Reza GhasemiBarghi, ALiAkbar HajAghaMohammadi, Rasoul Samimi



Hepatotoxicity is a major concern during tuberculosis (TB) drug therapy. Its prevalence ranges from 1%-4% in developed countries to 11.5% in developing countries, and is even higher in countries such as India. Disease mortality is 5%, but can be prevented by early detection. This study reveals the revalence and outcome of drug-induced hepatitis (DIH) in positive sputum TB patients taking anti-TB drug therapy in Qazvin Province, Iran.

Materials and Methods:

This observational, descriptive, retrospective cross-sectional study was done on 324 patients (newly diagnosed cases) with positive sputum TB who took anti-TB drugs as the six months classic regimen Direct Observed Treatment Short course (DOTS) method of isoniazide + rifampin + pyrazinamide + ethambutol or streptomycin for two months followed by isoniazide + rifampin for four months, from 2004-2010.

Results :

The mean age of the cases was 42±12.1 years (mean±SD).

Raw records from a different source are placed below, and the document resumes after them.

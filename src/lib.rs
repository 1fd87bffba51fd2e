//! CompanyEmployees - REST API for companies and their employees
//!
//! This library provides paging, filtering, data shaping and hypermedia
//! links on top of a SQLite or MySQL store, served with axum.

pub mod api;
pub mod config;
pub mod db;
pub mod models;
pub mod services;
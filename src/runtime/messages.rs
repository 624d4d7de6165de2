//! Message types carried over the runtime's intent channel.

use crate::app::{Action, Intent};
use tokio::sync::oneshot;

/// One intent on its way to the owning task.
///
/// `reply` receives the actions the intent produced once it has been applied.
/// Timer-originated intents and fire-and-forget sends carry no reply.
#[derive(Debug)]
pub struct Envelope {
    pub intent: Intent,
    pub reply: Option<oneshot::Sender<Vec<Action>>>,
}

impl Envelope {
    #[must_use]
    pub const fn fire_and_forget(intent: Intent) -> Self {
        Self { intent, reply: None }
    }

    #[must_use]
    pub fn with_reply(intent: Intent) -> (Self, oneshot::Receiver<Vec<Action>>) {
        let (tx, rx) = oneshot::channel();
        (
            Self {
                intent,
                reply: Some(tx),
            },
            rx,
        )
    }
}
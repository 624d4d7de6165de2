//! Top-level rendering coordinator.
//!
//! Lays out a [`ListViewModel`] as text: header and tabs, toast banner,
//! delete prompt, rows (or the empty state), then the footer. Sponsored slots
//! are filled from `ads`; a slot with no item renders nothing.
//!
//! # Example
//!
//! ```rust
//! use futurejoy::app::ViewSnapshot;
//! use futurejoy::ui::{render, ListViewModel, RenderOptions};
//! use std::collections::BTreeMap;
//!
//! let vm = ListViewModel::compute(&ViewSnapshot::default(), chrono::Local::now().date_naive(), 10);
//! let screen = render(&vm, &BTreeMap::new(), RenderOptions::plain(80));
//! assert!(screen.contains("FutureJoy"));
//! ```

use super::helpers::{bg, bold, dim, fg, reset, truncate};
use super::viewmodel::{DisplayItem, ListViewModel, Row};
use crate::ads::SponsoredItem;
use std::collections::BTreeMap;
use std::fmt::Write;

/// Brand color used for the header and day counters.
const ACCENT: (u8, u8, u8) = (115, 102, 242);
const WHITE: (u8, u8, u8) = (255, 255, 255);

/// Output settings.
#[derive(Debug, Clone, Copy, PartialEq, Eq)]
pub struct RenderOptions {
    /// Emit ANSI escapes.
    pub color: bool,
    /// Terminal width in columns.
    pub cols: usize,
}

impl RenderOptions {
    #[must_use]
    pub const fn plain(cols: usize) -> Self {
        Self { color: false, cols }
    }

    #[must_use]
    pub const fn colored(cols: usize) -> Self {
        Self { color: true, cols }
    }
}

struct Painter {
    out: String,
    color: bool,
}

impl Painter {
    fn styled(&mut self, style: &str, text: &str) {
        if self.color {
            self.out.push_str(style);
            self.out.push_str(text);
            self.out.push_str(reset());
        } else {
            self.out.push_str(text);
        }
    }

    fn line(&mut self, text: &str) {
        self.out.push_str(text);
        self.out.push('\n');
    }

    fn newline(&mut self) {
        self.out.push('\n');
    }
}

/// Renders the screen to a string.
#[must_use]
pub fn render(vm: &ListViewModel, ads: &BTreeMap<usize, SponsoredItem>, options: RenderOptions) -> String {
    let mut p = Painter {
        out: String::new(),
        color: options.color,
    };
    let cols = options.cols.max(20);

    render_header(&mut p, vm);

    if let Some(toast) = &vm.toast {
        let style = format!("{}{}{}", bg(toast.style.rgb()), fg(WHITE), bold());
        p.styled(&style, &format!(" {} ", truncate(&toast.text, cols - 2)));
        p.newline();
    }

    if let Some(prompt) = &vm.confirmation {
        p.styled(bold(), "Delete Event");
        p.newline();
        p.line(prompt);
    }

    p.newline();
    if let Some(empty) = &vm.empty_state {
        p.styled(bold(), &empty.message);
        p.newline();
        p.styled(dim(), &empty.subtitle);
        p.newline();
    } else {
        for row in &vm.rows {
            match row {
                Row::Event(item) => render_item(&mut p, item, cols),
                Row::Sponsored { slot } => {
                    if let Some(ad) = ads.get(slot) {
                        render_sponsored(&mut p, ad, cols);
                    }
                }
            }
        }
    }

    p.newline();
    p.styled(dim(), &truncate(&vm.footer.keybindings, cols));
    p.newline();
    p.out
}

fn render_header(p: &mut Painter, vm: &ListViewModel) {
    let title_style = format!("{}{}", fg(ACCENT), bold());
    p.styled(&title_style, &format!("📅 {}", vm.header.title));
    p.newline();
    p.styled(dim(), &vm.header.subtitle);
    p.newline();

    for (i, (filter, active)) in vm.header.tabs.iter().enumerate() {
        if i > 0 {
            p.out.push_str("  ");
        }
        if *active {
            p.styled(bold(), &format!("[{}]", filter.title()));
        } else {
            p.out.push_str(&format!(" {} ", filter.title()));
        }
    }
    if let Some(status) = &vm.header.selection_status {
        p.out.push_str("  · ");
        p.out.push_str(status);
    }
    p.newline();

    if vm.composer_open {
        p.styled(bold(), "+ Add New Event");
        p.newline();
    }
}

fn render_item(p: &mut Painter, item: &DisplayItem, cols: usize) {
    let counter = format!("{:>5} {:<4}", item.days, item.days_unit);
    let mark = match item.checkbox {
        Some(true) => "[x] ",
        Some(false) => "[ ] ",
        None => "",
    };
    let prefix = format!("{:>3}. {mark}{} ", item.number, item.emoji);
    let title_room = cols.saturating_sub(prefix.chars().count() + counter.len() + 2);

    let _ = write!(p.out, "{prefix}");
    p.styled(bold(), &truncate(&item.title, title_room));
    let pad = title_room.saturating_sub(item.title.chars().count().min(title_room));
    p.out.push_str(&" ".repeat(pad + 1));
    p.styled(&format!("{}{}", fg(ACCENT), bold()), &counter);
    p.newline();

    let mut detail = item.date_label.clone();
    if let Some(location) = &item.location {
        let _ = write!(detail, " · {location}");
    }
    if let Some(category) = &item.category {
        let _ = write!(detail, " · {category}");
    }
    p.out.push_str("       ");
    p.styled(dim(), &truncate(&detail, cols.saturating_sub(7)));
    p.newline();
}

fn render_sponsored(p: &mut Painter, ad: &SponsoredItem, cols: usize) {
    p.out.push_str("     ");
    p.styled(dim(), "Sponsored · ");
    p.styled(bold(), &truncate(&ad.headline, cols.saturating_sub(20)));
    p.newline();
    p.out.push_str("       ");
    let body = if ad.body.is_empty() {
        format!("{} · {}", ad.advertiser, ad.call_to_action)
    } else {
        format!("{} · {}", ad.body, ad.call_to_action)
    };
    p.styled(dim(), &truncate(&body, cols.saturating_sub(7)));
    p.newline();
}
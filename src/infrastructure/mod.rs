//! Infrastructure layer for filesystem and environment interactions.
//!
//! This module provides data-directory resolution and the wall-clock
//! abstraction used by the view-model.

pub mod clock;
pub mod paths;

pub use clock::{Clock, FixedClock, SystemClock};
pub use paths::{expand_tilde, get_data_dir, migration_marker_path};
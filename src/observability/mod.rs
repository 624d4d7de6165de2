//! Structured logging to a rotating JSON-lines file.
//!
//! # Architecture
//!
//! ```text
//! tracing macros → EnvFilter → fmt::layer().json() → RotatingFileWriter → futurejoy.log.json
//! ```
//!
//! # Configuration
//!
//! Level is controlled via:
//! 1. `RUST_LOG` environment variable (highest priority)
//! 2. `trace_level` config option
//! 3. Default: `"info"`
//!
//! # Modules
//!
//! - `init`: Subscriber setup
//! - [`file_writer`]: Size-rotated file sink implementing `MakeWriter`

pub mod file_writer;
mod init;

pub use file_writer::RotatingFileWriter;
pub use init::init_tracing;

A total of 194 cases (60%) were female and the remaining were male. DIH was seen in 16 cases (4.9%). The mean age of affected cases was 52 years. Liver enzymes had begun to rise 13-45 days after drug therapy (mean=25.25), the peak of the enzyme rise was 287-605 i.u. The enzyme level returned to normal after 14-43 days (mean=23.45) after discontinuation of the drugs. There was no mortality.

Conclusion :  

The prevalence of DIH in our study was 4.9%. Although it was seen more in females over 50, no statistically significant relations were found between DIH and sex or age of the patients. With baseline and biweekly liver enzyme checks and rapid drug discontinuation in raised cases, mortality was not observed.


Drug-induced hepatitis; Tuberculosis; Positive sputum; Outcome.